The inherent problem in the Indian medical regulatory system is that unlike in all other developed countries, including the US and the UK, both the MCI and State medical councils in India, the ultimate authority to adjudicate allegations of medical or ethical violations by doctors, comprise members who are doctors thereby creating an environment in which no doctor is willing to stand for truth or go against his errant medical colleagues. This creates a dangerous cocoon that provides an impregnable shield for all members of the medical community in India. The Government must try to answer this simple question — Why is there no non-doctor member in any medical council in India when every medical board elsewhere contains up to 50 per cent members from the non-doctor community? The onus is on the members of the medical fraternity to bring a change in this untenable situation and until that happens, unfortunate incidents of medical negligence will continue and the sagging standard of doctor-patient relationship will take a further dive.
Healthcare overhaul will take time? Any solution right away?
A complete overhaul of the medical regulatory system is necessary to bring a change in the deep-rooted rot in the medical system. A minimal requirement would be to make all medical councils completely transparent and honest bodies by permanently removing old and unscrupulous medical leaders running the show until now, backed by equally corrupt political parties.
While widespread corruption has riddled the healthcare delivery system for many decades, there are still many doctors in the country who are honest and maintain a high degree of moral values and integrity. Unfortunately, most of these good doctors have remained on the sideline as silent spectators.

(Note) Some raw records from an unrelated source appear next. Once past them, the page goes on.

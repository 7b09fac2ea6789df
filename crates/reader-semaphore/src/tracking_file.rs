// Copyright (c) 2023 - 2026 CoralDB Software, Inc., CoralDB GmbH.
// All rights reserved.
//
// Use of this software is governed by the Business Source License
// included in the LICENSE file.
//
// As of the Change Date specified in that file, in accordance with
// the Business Source License, use of this software will be governed
// by the Apache License, Version 2.0.

use std::io;
use std::ops::Deref;

use async_trait::async_trait;
use bytes::Bytes;

use crate::permit::{ReaderPermit, ResourceUnits};

/// A buffer produced by a bulk file read, optionally carrying the memory
/// charge for its bytes. Dropping the buffer releases the charge.
pub struct FileBuffer {
    bytes: Bytes,
    _units: Option<ResourceUnits>,
}

impl FileBuffer {
    pub fn untracked(bytes: Bytes) -> Self {
        Self {
            bytes,
            _units: None,
        }
    }

    pub fn tracked(bytes: Bytes, units: ResourceUnits) -> Self {
        Self {
            bytes,
            _units: Some(units),
        }
    }

    pub fn bytes(&self) -> &Bytes {
        &self.bytes
    }

    /// Detaches the bytes, releasing the memory charge immediately.
    pub fn into_bytes(self) -> Bytes {
        self.bytes
    }

    pub fn len(&self) -> usize {
        self.bytes.len()
    }

    pub fn is_empty(&self) -> bool {
        self.bytes.is_empty()
    }
}

impl Deref for FileBuffer {
    type Target = [u8];

    fn deref(&self) -> &[u8] {
        &self.bytes
    }
}

impl AsRef<[u8]> for FileBuffer {
    fn as_ref(&self) -> &[u8] {
        &self.bytes
    }
}

/// The slice of file I/O the admission core needs to see. The actual
/// on-disk file is an external collaborator.
#[async_trait]
pub trait ReadableFile: Send + Sync + 'static {
    /// Reads `range_size` bytes starting at `offset`.
    async fn read_bulk(&self, offset: u64, range_size: usize) -> io::Result<FileBuffer>;

    async fn size(&self) -> io::Result<u64>;

    async fn close(&self) -> io::Result<()>;
}

/// A file wrapper that makes read-side memory usage visible to the
/// semaphore.
///
/// Every operation delegates unchanged to the wrapped (untracked) file,
/// except bulk reads: those first charge the read size to the permit via
/// [`ReaderPermit::request_memory`] and attach the resulting guard to the
/// returned buffer, so the charge lives exactly as long as the bytes do.
pub struct TrackedFile<F> {
    file: F,
    permit: ReaderPermit,
}

impl<F> TrackedFile<F> {
    pub fn new(file: F, permit: ReaderPermit) -> Self {
        Self { file, permit }
    }

    pub fn permit(&self) -> &ReaderPermit {
        &self.permit
    }

    pub fn into_inner(self) -> F {
        self.file
    }
}

#[async_trait]
impl<F: ReadableFile> ReadableFile for TrackedFile<F> {
    async fn read_bulk(&self, offset: u64, range_size: usize) -> io::Result<FileBuffer> {
        let units = self
            .permit
            .request_memory(range_size as u64)
            .await
            .map_err(io::Error::other)?;
        let buffer = self.file.read_bulk(offset, range_size).await?;
        Ok(FileBuffer::tracked(buffer.into_bytes(), units))
    }

    async fn size(&self) -> io::Result<u64> {
        self.file.size().await
    }

    async fn close(&self) -> io::Result<()> {
        self.file.close().await
    }
}

pub fn make_tracked_file<F: ReadableFile>(file: F, permit: ReaderPermit) -> TrackedFile<F> {
    TrackedFile::new(file, permit)
}

#[cfg(test)]
mod tests {
    use super::*;

    #[test]
    fn untracked_buffer_exposes_bytes() {
        let buffer = FileBuffer::untracked(Bytes::from_static(b"payload"));
        assert_eq!(&*buffer, b"payload");
        assert_eq!(buffer.len(), 7);
        assert!(!buffer.is_empty());
        assert_eq!(buffer.into_bytes(), Bytes::from_static(b"payload"));
    }
}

This must change.
The good doctors must step raise their voice to and throw the corrupt and immoral leaders out from medical councils and other medical groups like the Indian Medical Association. These doctors must be posted at the helm of the medical system to judge every complaint of medical negligence honestly without any favour to their delinquent medical colleagues so that all genuine cases of medical negligence can find justice. Then and only then, public trust on doctors can be restored and innocent lives saved from the wrath of unethical and errant medicos.